Work item: Below are lines of data. Give the number of them that contain the string "serde", and nothing else.

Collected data
= = = =

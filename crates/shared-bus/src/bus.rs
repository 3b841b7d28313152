//! # Event Bus
//!
//! The publishing side of the bus. An `EventBus` is an explicit, constructed
//! object handed to every component at construction time, never a hidden
//! module-level singleton, which keeps composition testable and
//! lifecycle-bound.

use std::panic::{catch_unwind, AssertUnwindSafe};
use std::sync::atomic::{AtomicU64, Ordering};
use std::sync::Arc;

use parking_lot::RwLock;
use tracing::{debug, warn};

use crate::events::{EventFilter, HostEvent};
use crate::subscription::SubscriberGuard;

/// A registered listener callback.
pub(crate) type Listener = Arc<dyn Fn(&HostEvent) + Send + Sync>;

/// One registration on the bus.
pub(crate) struct Registration {
    pub(crate) id: u64,
    pub(crate) filter: EventFilter,
    pub(crate) listener: Listener,
}

/// In-process broadcast bus with synchronous, registration-ordered delivery.
///
/// Delivery operates on a snapshot of the registration list taken at publish
/// time: listeners added or removed during a pass do not affect that pass,
/// and a listener may publish (or subscribe) from inside its own callback
/// because no lock is held while callbacks run.
pub struct EventBus {
    /// Registered listeners in registration order.
    registrations: Arc<RwLock<Vec<Registration>>>,

    /// Monotonic registration id source.
    next_id: AtomicU64,

    /// Total events published.
    events_published: AtomicU64,
}

impl EventBus {
    /// Create a new, empty bus.
    #[must_use]
    pub fn new() -> Self {
        Self {
            registrations: Arc::new(RwLock::new(Vec::new())),
            next_id: AtomicU64::new(0),
            events_published: AtomicU64::new(0),
        }
    }

    /// Register a listener for events matching `filter`.
    ///
    /// Returns a guard that unsubscribes on drop. Listeners are invoked in
    /// registration order.
    #[must_use]
    pub fn subscribe<F>(&self, filter: EventFilter, listener: F) -> SubscriberGuard
    where
        F: Fn(&HostEvent) + Send + Sync + 'static,
    {
        let id = self.next_id.fetch_add(1, Ordering::Relaxed);
        self.registrations.write().push(Registration {
            id,
            filter,
            listener: Arc::new(listener),
        });

        debug!(listener = id, "new bus subscription");
        SubscriberGuard::new(id, Arc::clone(&self.registrations))
    }

    /// Publish an event to every currently-registered matching listener.
    ///
    /// Delivery is synchronous and in registration order. A panicking
    /// listener is contained and logged; delivery continues with the next
    /// listener.
    ///
    /// # Returns
    ///
    /// The number of listeners the event was delivered to.
    pub fn publish(&self, event: HostEvent) -> usize {
        self.events_published.fetch_add(1, Ordering::Relaxed);

        // Snapshot the matching listeners, then release the lock before any
        // callback runs. Nested publish/subscribe from inside a callback is
        // therefore lock-free with respect to this pass.
        let pass: Vec<Listener> = {
            let registrations = self.registrations.read();
            registrations
                .iter()
                .filter(|r| r.filter.matches(&event))
                .map(|r| Arc::clone(&r.listener))
                .collect()
        };

        for listener in &pass {
            if catch_unwind(AssertUnwindSafe(|| listener(&event))).is_err() {
                warn!(
                    topic = %event.topic(),
                    "listener panicked during delivery; continuing with remaining listeners"
                );
            }
        }

        debug!(topic = %event.topic(), receivers = pass.len(), "event published");
        pass.len()
    }

    /// Get the number of active subscriptions.
    #[must_use]
    pub fn subscriber_count(&self) -> usize {
        self.registrations.read().len()
    }

    /// Get the total number of events published.
    #[must_use]
    pub fn events_published(&self) -> u64 {
        self.events_published.load(Ordering::Relaxed)
    }
}

impl Default for EventBus {
    fn default() -> Self {
        Self::new()
    }
}
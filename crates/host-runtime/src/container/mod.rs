//! # Host Container
//!
//! Central container holding the shared providers with proper lifetime
//! management and explicit dependency injection: every component receives
//! the bus (and its other dependencies) at construction, so a missing
//! dependency is a construction-time error, never a runtime throw deep in a
//! call tree.

pub mod config;
pub mod subsystems;

pub use config::{ConfigError, HostConfig};
pub use subsystems::HostContainer;
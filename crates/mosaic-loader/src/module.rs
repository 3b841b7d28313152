//! # Remote Module Capability
//!
//! The contract every loaded remote implements, and the context the host
//! hands it at mount time. The context is the *only* composition surface a
//! remote may touch: the bus, the shared store, and a read-only session
//! snapshot.

use std::sync::Arc;

use mosaic_state::SharedStateStore;
use shared_bus::EventBus;
use shared_types::{RemoteEntryManifest, SessionSnapshot};
use thiserror::Error;

/// Failure raised while a module mounts.
#[derive(Debug, Error, Clone, PartialEq, Eq)]
pub enum ModuleError {
    /// The module could not produce a view.
    #[error("module `{name}` failed to mount: {detail}")]
    Mount {
        /// The failing module's name.
        name: String,
        /// What went wrong.
        detail: String,
    },
}

/// What the host hands a module when mounting it.
#[derive(Clone)]
pub struct ModuleContext {
    /// The cross-module broadcast bus.
    pub bus: Arc<EventBus>,
    /// The cross-module shared store.
    pub shared_state: Arc<SharedStateStore>,
    /// Read-only session view at mount time; modules subscribe to
    /// `auth-change` for updates.
    pub session: SessionSnapshot,
}

impl ModuleContext {
    /// Bundle the composition surface for one mount.
    #[must_use]
    pub fn new(
        bus: Arc<EventBus>,
        shared_state: Arc<SharedStateStore>,
        session: SessionSnapshot,
    ) -> Self {
        Self {
            bus,
            shared_state,
            session,
        }
    }
}

/// The rendered output of a mounted module.
#[derive(Debug, Clone, PartialEq, Eq)]
pub struct ModuleView {
    /// Name of the module that produced the view.
    pub module: String,
    /// Rendered body.
    pub body: String,
}

/// An independently built unit of UI/logic, loaded by name into the host.
pub trait RemoteModule: Send + Sync {
    /// The remote's name (matches its descriptor).
    fn name(&self) -> &str;

    /// Produce the module's view. May fail, or panic, without taking the
    /// host down: the isolation boundary contains both.
    fn mount(&self, ctx: &ModuleContext) -> Result<ModuleView, ModuleError>;
}

/// A module materialized from a fetched remote-entry manifest.
pub struct ManifestModule {
    manifest: RemoteEntryManifest,
}

impl ManifestModule {
    /// Wrap a fetched manifest.
    #[must_use]
    pub fn new(manifest: RemoteEntryManifest) -> Self {
        Self { manifest }
    }

    /// The manifest this module was built from.
    #[must_use]
    pub fn manifest(&self) -> &RemoteEntryManifest {
        &self.manifest
    }
}

impl RemoteModule for ManifestModule {
    fn name(&self) -> &str {
        &self.manifest.name
    }

    fn mount(&self, ctx: &ModuleContext) -> Result<ModuleView, ModuleError> {
        let viewer = ctx
            .session
            .user
            .as_ref()
            .map_or("guest", |user| user.display_name.as_str());

        let version = if self.manifest.version.is_empty() {
            "unversioned"
        } else {
            self.manifest.version.as_str()
        };

        Ok(ModuleView {
            module: self.manifest.name.clone(),
            body: format!("{} ({version}) for {viewer}", self.manifest.name),
        })
    }
}
//! # Health Records
//!
//! Liveness classification for monitored remote targets. One record exists
//! per target and is overwritten on every probe cycle; no history is kept.

use chrono::{DateTime, Utc};
use serde::{Deserialize, Serialize};

/// Liveness classification of a probed target.
#[derive(Debug, Clone, Copy, PartialEq, Eq, Serialize, Deserialize)]
#[serde(rename_all = "lowercase")]
pub enum HealthStatus {
    /// The probe completed successfully.
    Healthy,
    /// Reachable but impaired. Part of the status contract; the default
    /// classifier never produces it.
    Degraded,
    /// The probe failed or the target was unreachable.
    Down,
}

/// Outcome of the most recent probe of one target.
#[derive(Debug, Clone, PartialEq, Eq, Serialize, Deserialize)]
#[serde(rename_all = "camelCase")]
pub struct HealthRecord {
    /// The monitored target's name.
    pub target: String,
    /// Liveness classification.
    pub status: HealthStatus,
    /// Round-trip latency of the probe.
    pub latency_ms: u64,
    /// When the probe completed.
    pub observed_at: DateTime<Utc>,
    /// Failure description; populated whenever `status` is `Down`.
    #[serde(default, skip_serializing_if = "Option::is_none")]
    pub error_detail: Option<String>,
}

impl HealthRecord {
    /// True unless the target is down.
    #[must_use]
    pub fn is_reachable(&self) -> bool {
        self.status != HealthStatus::Down
    }
}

= = = =

Output of the exercise: 4